One of the most common frustrations for transitioning service members is explaining military occupational specialties (MOS) to civilian employers. You know the depth of your training, the weight of your responsibilities and the outcomes you’ve delivered. But on a résumé, “11B Infantryman” or “91B Wheeled Vehicle Mechanic” often leaves recruiters scratching their heads.
The result is missed opportunities and underemployment. Veterans end up in jobs far below their capability not because they lack the skills—but because those skills weren’t translated into terms the civilian market understands.
Why Translation Matters
Employers hire based on clarity and confidence. If they don’t understand your background, they can’t connect it to business needs. A hiring manager may not know what a “platoon sergeant” does, but they do understand “led 40 employees, managed a $2M budget and improved efficiency by 25%.” Translation makes your experience relatable and measurable.

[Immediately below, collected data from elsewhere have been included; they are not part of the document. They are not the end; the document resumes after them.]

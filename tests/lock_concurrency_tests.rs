//! Межпроцессный протокол блокировки: ожидание, брошенные блокировки и
//! конкурентные писатели.

use std::{
    fs,
    sync::{mpsc, Arc, Barrier},
    thread,
    time::Duration,
};

use aclstore::{
    engine::{lock_path, LockManager, ManualClock, WAIT_TIME},
    AclStore, AclStoreError, SharedAclStore, StoreConfig,
};
use tempfile::tempdir;

fn fast_config() -> StoreConfig {
    StoreConfig::builder()
        .local_realm("EXAMPLE.ORG")
        .poll_interval(Duration::from_millis(10))
        .build()
}

#[test]
fn test_second_lock_blocks_until_abort() {
    let dir = tempdir().unwrap();
    let acl = dir.path().join("blk.acl");
    fs::write(&acl, "").unwrap();

    let manager = LockManager::default().with_poll_interval(Duration::from_millis(10));
    let first = manager.lock(&acl).unwrap();

    let (tx, rx) = mpsc::channel();
    let waiter = {
        let manager = manager.clone();
        let acl = acl.clone();
        thread::spawn(move || {
            let handle = manager.lock(&acl).unwrap();
            tx.send(()).unwrap();
            handle.commit().unwrap();
        })
    };

    assert!(rx.recv_timeout(Duration::from_millis(150)).is_err());
    first.abort().unwrap();
    rx.recv_timeout(Duration::from_secs(5)).unwrap();
    waiter.join().unwrap();
}

#[test]
fn test_add_waits_for_foreign_writer() {
    let dir = tempdir().unwrap();
    let acl = dir.path().join("wait.acl");
    fs::write(&acl, "alice.@EXAMPLE.ORG\n").unwrap();

    // Чужой процесс держит блокировку.
    let foreign = LockManager::default().lock(&acl).unwrap();

    let worker = {
        let acl = acl.clone();
        thread::spawn(move || {
            let mut s = AclStore::new(&fast_config());
            s.add(&acl, "bob").unwrap();
        })
    };

    thread::sleep(Duration::from_millis(100));
    assert!(!worker.is_finished());
    foreign.abort().unwrap();
    worker.join().unwrap();

    let mut s = AclStore::new(&fast_config());
    assert_eq!(
        s.entries(&acl).unwrap(),
        vec!["alice.@EXAMPLE.ORG", "bob.@EXAMPLE.ORG"]
    );
}

#[test]
fn test_stale_lock_from_crashed_writer_is_reclaimed() {
    let dir = tempdir().unwrap();
    let acl = dir.path().join("stale.acl");
    fs::write(&acl, "alice.@EXAMPLE.ORG\n").unwrap();
    fs::write(lock_path(&acl), "half-written garbage").unwrap();

    let clock = Arc::new(ManualClock::starting_now());
    clock.advance(WAIT_TIME + Duration::from_secs(5));

    let mut s = AclStore::with_clock(&fast_config(), clock.clone());
    s.add(&acl, "bob").unwrap();

    assert_eq!(clock.sleep_count(), 0);
    assert!(!lock_path(&acl).exists());
    assert!(s.check(&acl, "alice"));
    assert!(s.check(&acl, "bob"));
}

#[test]
fn test_fresh_foreign_lock_times_out() {
    let dir = tempdir().unwrap();
    let acl = dir.path().join("busy.acl");
    fs::write(&acl, "").unwrap();
    fs::write(lock_path(&acl), "").unwrap();

    let cfg = StoreConfig::builder()
        .local_realm("EXAMPLE.ORG")
        .lock_timeout(Duration::from_secs(10))
        .build();
    let clock = Arc::new(ManualClock::starting_now());
    let mut s = AclStore::with_clock(&cfg, clock.clone());

    let err = s.add(&acl, "bob").unwrap_err();
    assert!(matches!(err, AclStoreError::LockTimeout { .. }));
    assert_eq!(clock.sleep_count(), 10);
    assert_eq!(fs::read_to_string(&acl).unwrap(), "");
    assert!(lock_path(&acl).exists());
}

/// Независимые хранилища (как отдельные процессы) не теряют записи.
#[test]
fn test_independent_writers_do_not_lose_updates() {
    let dir = tempdir().unwrap();
    let acl = dir.path().join("race.acl");
    AclStore::new(&fast_config()).initialize(&acl, 0o600).unwrap();

    let writers = 6;
    let barrier = Arc::new(Barrier::new(writers));
    let handles: Vec<_> = (0..writers)
        .map(|i| {
            let acl = acl.clone();
            let barrier = barrier.clone();
            thread::spawn(move || {
                let mut s = AclStore::new(&fast_config());
                barrier.wait();
                s.add(&acl, &format!("writer{i}")).unwrap();
            })
        })
        .collect();
    for h in handles {
        h.join().unwrap();
    }

    let mut s = AclStore::new(&fast_config());
    let entries = s.entries(&acl).unwrap();
    assert_eq!(entries.len(), writers);
    for i in 0..writers {
        assert!(s.check(&acl, &format!("writer{i}")));
    }
    assert!(!lock_path(&acl).exists());
}

#[test]
fn test_shared_store_serialises_threads() {
    let dir = tempdir().unwrap();
    let acl = dir.path().join("shared.acl");
    let store = SharedAclStore::new(&fast_config());
    store.initialize(&acl, 0o600).unwrap();

    let handles: Vec<_> = (0..4)
        .map(|t| {
            let store = store.clone();
            let acl = acl.clone();
            thread::spawn(move || {
                for j in 0..5 {
                    store.add(&acl, &format!("t{t}.n{j}")).unwrap();
                    assert!(store.check(&acl, &format!("t{t}.n{j}")));
                }
            })
        })
        .collect();
    for h in handles {
        h.join().unwrap();
    }

    assert_eq!(store.entries(&acl).unwrap().len(), 20);
}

How to Translate Your MOS Effectively
- Break down the jargon. Replace acronyms with plain language. “CONOPS” becomes “operational planning.”
- Highlight transferable skills. Leadership, logistics, operations, risk management and technical expertise are all civilian-friendly.

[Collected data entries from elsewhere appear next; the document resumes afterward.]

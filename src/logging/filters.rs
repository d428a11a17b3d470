use tracing_subscriber::EnvFilter;

use crate::logging::config::LoggingConfig;

/// Фильтр событий: `RUST_LOG`, если задан и корректен, иначе директива из
/// конфигурации, иначе `info`.
pub fn build_filter_from_config(config: &LoggingConfig) -> EnvFilter {
    if let Ok(filter) = EnvFilter::try_from_default_env() {
        return filter;
    }
    EnvFilter::try_new(config.build_filter_directive()).unwrap_or_else(|_| EnvFilter::new("info"))
}
use std::process::Command;

fn git_short_hash() -> Option<String> {
    let out = Command::new("git")
        .args(["rev-parse", "--short=10", "HEAD"])
        .output()
        .ok()?;
    if !out.status.success() {
        return None;
    }
    let hash = String::from_utf8(out.stdout).ok()?;
    let hash = hash.trim();
    (!hash.is_empty()).then(|| hash.to_string())
}

fn main() {
    println!("cargo:rerun-if-changed=.git/HEAD");
    println!("cargo:rerun-if-changed=build.rs");

    let commit = git_short_hash().unwrap_or_else(|| "unknown".to_string());
    println!("cargo:rustc-env=GIT_COMMIT={commit}");

    // Только дата и время в UTC: строка попадает в `aclctl --version`.
    let built = chrono::Utc::now().format("%Y-%m-%d %H:%M UTC");
    println!("cargo:rustc-env=BUILD_TIME={built}");
}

- Focus on outcomes. Did you reduce downtime, improve readiness, save money, or protect resources? Those metrics matter.
- Use the mission-to-metrics framework. Scope → Constraints → Action → Results. This structure makes your value clear.
Tools That Help
Military Friendly® partners with platforms that convert MOS codes into civilian equivalents. These tools can provide a baseline, but personalization is critical. Don’t just paste automated translations into your résumé—adapt them to your target role.
Industries That Value MOS Skills
Many career paths align directly with military backgrounds:
- Operations & Logistics: Ideal for Veterans with planning, supply chain and resource management experience.
- Cybersecurity & IT: Perfect for those with signals, intelligence, or technical roles.
- Healthcare: Medics, corpsmen and healthcare administrators have a clear civilian path.
- Skilled Trades: Mechanics, electricians and engineers are in high demand.
The Data on Veteran Hiring
According to Military Friendly® survey data, employers who earn the badge report higher success in matching MOS codes to civilian roles. These organizations not only hire more veterans but also advance them faster because they recognize the underlying skills.
Steps to Take Right Now
- Identify 2–3 civilian career paths that align with your MOS.
- Write résumé bullets using outcomes, not duties.
- Shortlist Military Friendly® Employers who actively recruit for those paths.
- Practice explaining your MOS in plain language during interviews.
Veterans don’t lack the skills. They lack translation in the eyes of employers. By owning the narrative and reframing your MOS experience into outcomes, you ensure that civilian companies see the full scope of your capability.
You’ve already proven yourself in high-stakes environments. Civilian employers need that same capability—they just need to understand it. When you translate effectively, you bridge the gap between service and civilian success.